§ **To do**
When a line in the records contains the string "initialized", copy that line.
*** Data for processing Section Begins ***
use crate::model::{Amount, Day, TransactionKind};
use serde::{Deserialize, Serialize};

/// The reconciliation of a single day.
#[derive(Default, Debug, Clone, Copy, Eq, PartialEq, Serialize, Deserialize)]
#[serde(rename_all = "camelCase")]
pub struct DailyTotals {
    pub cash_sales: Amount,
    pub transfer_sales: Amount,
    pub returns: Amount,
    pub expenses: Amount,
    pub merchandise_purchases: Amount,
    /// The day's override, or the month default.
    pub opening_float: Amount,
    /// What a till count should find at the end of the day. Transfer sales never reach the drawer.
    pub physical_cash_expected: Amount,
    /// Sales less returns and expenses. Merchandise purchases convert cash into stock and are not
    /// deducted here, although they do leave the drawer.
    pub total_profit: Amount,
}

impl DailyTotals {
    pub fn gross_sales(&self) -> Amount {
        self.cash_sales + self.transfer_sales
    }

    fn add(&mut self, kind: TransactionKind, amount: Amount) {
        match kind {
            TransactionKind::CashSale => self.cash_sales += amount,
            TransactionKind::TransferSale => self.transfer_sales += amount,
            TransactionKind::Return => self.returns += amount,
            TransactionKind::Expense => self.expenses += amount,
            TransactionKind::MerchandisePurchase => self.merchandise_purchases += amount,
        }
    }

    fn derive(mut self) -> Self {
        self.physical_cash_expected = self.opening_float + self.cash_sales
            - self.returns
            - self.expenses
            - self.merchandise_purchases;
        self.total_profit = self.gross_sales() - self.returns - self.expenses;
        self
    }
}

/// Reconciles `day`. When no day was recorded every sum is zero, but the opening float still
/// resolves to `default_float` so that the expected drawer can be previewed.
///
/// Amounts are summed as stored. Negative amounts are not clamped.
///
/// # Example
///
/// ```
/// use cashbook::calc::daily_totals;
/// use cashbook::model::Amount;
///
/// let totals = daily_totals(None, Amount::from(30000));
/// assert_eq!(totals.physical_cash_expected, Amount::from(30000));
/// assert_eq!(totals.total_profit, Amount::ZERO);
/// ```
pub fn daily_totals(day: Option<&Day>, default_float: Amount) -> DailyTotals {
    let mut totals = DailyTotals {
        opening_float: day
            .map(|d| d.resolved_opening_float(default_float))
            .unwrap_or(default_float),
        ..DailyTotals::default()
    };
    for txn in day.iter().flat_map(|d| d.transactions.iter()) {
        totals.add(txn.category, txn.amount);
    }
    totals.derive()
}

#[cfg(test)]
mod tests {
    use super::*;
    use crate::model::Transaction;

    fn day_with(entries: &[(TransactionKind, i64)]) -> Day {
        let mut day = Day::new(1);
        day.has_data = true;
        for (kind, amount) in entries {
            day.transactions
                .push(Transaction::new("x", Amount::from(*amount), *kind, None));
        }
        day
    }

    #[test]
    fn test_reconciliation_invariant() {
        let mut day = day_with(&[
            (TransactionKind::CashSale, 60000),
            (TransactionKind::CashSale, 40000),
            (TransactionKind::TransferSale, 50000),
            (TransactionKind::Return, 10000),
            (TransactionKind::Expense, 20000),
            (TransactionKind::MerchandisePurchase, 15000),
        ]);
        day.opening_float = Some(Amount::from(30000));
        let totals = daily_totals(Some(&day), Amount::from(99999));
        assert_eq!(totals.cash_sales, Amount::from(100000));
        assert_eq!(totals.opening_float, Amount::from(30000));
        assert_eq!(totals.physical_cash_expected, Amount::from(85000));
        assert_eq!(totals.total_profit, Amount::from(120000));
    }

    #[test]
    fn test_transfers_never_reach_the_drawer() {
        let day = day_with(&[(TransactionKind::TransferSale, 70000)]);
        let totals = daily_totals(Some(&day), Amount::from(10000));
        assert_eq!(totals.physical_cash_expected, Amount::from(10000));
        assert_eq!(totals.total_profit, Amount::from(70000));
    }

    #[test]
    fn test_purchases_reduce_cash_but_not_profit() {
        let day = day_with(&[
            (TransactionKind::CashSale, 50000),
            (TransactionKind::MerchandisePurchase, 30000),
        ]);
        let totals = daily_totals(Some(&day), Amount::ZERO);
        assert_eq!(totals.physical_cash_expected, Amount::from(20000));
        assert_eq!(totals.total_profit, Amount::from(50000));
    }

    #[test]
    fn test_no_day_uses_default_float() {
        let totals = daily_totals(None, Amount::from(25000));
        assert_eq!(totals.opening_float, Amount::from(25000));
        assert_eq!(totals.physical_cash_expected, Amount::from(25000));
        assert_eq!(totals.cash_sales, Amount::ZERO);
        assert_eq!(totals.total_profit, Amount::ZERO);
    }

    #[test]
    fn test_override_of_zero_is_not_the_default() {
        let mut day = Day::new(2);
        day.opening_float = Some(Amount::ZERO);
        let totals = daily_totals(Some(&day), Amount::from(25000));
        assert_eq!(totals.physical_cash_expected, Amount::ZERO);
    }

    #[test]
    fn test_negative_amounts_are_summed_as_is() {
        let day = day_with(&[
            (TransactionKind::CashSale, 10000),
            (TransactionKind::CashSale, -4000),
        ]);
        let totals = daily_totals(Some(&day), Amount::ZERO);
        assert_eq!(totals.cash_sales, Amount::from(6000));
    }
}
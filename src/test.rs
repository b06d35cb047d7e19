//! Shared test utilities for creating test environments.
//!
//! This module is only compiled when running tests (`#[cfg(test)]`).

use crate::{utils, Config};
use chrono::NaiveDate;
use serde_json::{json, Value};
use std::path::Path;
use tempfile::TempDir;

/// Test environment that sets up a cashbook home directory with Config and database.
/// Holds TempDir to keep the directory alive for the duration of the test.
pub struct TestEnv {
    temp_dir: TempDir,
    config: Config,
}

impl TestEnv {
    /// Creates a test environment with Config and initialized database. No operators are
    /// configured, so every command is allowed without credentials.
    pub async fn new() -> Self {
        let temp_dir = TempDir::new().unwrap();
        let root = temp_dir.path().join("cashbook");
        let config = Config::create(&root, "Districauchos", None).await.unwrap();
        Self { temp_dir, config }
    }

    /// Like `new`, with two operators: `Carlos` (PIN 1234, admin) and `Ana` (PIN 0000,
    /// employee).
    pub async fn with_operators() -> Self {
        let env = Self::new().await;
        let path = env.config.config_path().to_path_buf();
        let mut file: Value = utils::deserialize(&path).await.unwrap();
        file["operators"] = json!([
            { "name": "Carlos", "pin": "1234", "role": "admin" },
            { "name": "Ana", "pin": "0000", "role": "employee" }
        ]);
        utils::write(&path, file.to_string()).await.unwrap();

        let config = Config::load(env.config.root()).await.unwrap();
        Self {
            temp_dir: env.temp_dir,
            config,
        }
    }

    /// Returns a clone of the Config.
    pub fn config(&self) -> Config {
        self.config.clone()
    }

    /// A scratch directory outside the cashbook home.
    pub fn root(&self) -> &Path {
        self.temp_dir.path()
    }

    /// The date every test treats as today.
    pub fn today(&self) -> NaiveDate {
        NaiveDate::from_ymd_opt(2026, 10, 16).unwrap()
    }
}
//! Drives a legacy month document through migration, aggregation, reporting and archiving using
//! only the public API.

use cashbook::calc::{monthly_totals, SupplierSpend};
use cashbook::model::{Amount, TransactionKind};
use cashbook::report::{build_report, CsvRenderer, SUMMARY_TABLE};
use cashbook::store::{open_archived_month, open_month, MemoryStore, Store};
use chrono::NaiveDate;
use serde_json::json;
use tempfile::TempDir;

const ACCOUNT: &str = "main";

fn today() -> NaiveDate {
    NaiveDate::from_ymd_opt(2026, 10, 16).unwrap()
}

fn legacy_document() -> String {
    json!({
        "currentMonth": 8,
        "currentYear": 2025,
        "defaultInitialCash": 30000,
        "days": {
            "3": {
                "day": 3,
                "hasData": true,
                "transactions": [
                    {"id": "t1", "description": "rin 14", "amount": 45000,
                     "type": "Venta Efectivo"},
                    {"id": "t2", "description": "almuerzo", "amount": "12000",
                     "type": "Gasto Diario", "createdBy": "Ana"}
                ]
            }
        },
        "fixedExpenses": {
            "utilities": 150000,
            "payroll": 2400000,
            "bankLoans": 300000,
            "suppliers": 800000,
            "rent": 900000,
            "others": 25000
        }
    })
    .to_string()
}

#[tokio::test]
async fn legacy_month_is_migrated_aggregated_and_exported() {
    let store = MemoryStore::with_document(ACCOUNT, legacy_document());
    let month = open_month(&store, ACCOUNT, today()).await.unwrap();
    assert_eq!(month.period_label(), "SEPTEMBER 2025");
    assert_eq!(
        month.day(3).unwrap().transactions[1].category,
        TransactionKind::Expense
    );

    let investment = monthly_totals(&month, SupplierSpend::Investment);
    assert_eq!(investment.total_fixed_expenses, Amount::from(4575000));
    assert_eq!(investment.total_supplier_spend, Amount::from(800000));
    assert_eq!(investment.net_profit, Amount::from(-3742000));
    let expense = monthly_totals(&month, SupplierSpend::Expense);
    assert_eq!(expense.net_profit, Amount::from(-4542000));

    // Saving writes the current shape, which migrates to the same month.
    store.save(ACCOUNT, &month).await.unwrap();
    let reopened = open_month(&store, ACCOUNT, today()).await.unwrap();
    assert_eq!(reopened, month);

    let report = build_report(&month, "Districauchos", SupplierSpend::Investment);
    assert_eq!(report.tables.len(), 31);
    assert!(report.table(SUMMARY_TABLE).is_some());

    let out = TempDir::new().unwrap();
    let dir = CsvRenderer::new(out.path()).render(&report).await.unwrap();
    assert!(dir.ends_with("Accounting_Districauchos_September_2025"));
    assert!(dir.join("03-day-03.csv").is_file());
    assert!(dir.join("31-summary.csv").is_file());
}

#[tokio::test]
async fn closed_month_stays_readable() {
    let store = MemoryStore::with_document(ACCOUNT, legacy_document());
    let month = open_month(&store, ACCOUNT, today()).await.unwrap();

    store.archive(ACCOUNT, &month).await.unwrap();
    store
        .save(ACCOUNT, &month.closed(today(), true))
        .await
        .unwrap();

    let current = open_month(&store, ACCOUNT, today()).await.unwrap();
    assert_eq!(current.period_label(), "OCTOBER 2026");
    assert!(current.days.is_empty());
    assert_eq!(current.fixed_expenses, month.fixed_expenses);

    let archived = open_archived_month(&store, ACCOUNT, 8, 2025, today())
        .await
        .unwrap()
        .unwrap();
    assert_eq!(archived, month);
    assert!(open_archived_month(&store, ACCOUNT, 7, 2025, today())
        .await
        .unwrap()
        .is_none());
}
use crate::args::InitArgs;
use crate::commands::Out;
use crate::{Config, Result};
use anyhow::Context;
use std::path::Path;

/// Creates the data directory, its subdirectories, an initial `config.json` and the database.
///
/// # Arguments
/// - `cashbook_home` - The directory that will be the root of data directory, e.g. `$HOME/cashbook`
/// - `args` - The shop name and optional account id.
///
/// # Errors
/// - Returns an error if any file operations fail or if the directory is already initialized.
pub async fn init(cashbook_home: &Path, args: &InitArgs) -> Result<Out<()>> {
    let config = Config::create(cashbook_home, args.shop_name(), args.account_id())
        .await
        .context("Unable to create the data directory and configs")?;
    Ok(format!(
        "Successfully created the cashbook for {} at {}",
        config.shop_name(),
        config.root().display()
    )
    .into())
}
*** Data for processing Section Ends ***
§ **Output below**
    /// Creates a test environment with Config and initialized database. No operators are
/// - Returns an error if any file operations fail or if the directory is already initialized.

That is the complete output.